Data excerpts
------------------------------
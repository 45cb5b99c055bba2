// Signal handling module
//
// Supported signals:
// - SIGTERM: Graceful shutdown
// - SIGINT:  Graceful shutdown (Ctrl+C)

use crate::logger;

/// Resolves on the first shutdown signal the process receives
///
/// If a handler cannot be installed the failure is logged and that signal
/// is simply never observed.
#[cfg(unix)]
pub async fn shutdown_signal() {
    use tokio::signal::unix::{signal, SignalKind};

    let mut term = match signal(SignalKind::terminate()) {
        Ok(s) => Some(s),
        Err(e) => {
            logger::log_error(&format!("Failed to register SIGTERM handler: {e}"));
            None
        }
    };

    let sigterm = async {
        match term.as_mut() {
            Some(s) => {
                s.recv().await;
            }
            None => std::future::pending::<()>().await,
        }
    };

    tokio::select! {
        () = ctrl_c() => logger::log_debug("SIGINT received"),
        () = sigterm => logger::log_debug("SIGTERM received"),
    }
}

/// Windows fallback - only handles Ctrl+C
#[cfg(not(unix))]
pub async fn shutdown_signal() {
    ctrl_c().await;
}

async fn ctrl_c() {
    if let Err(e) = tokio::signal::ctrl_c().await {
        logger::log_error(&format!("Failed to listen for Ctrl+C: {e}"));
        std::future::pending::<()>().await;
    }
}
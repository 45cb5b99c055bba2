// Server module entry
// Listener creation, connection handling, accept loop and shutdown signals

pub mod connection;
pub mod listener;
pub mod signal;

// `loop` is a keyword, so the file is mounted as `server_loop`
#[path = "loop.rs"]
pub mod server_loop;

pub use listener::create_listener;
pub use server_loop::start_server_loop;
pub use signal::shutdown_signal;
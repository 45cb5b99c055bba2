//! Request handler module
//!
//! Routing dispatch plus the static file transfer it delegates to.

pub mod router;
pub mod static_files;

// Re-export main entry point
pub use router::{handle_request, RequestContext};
------------------------------
Task to complete:
Working through the entries above, copy every line in which "Failed" is found.

Response:
            logger::log_error(&format!("Failed to register SIGTERM handler: {e}"));
        logger::log_error(&format!("Failed to listen for Ctrl+C: {e}"));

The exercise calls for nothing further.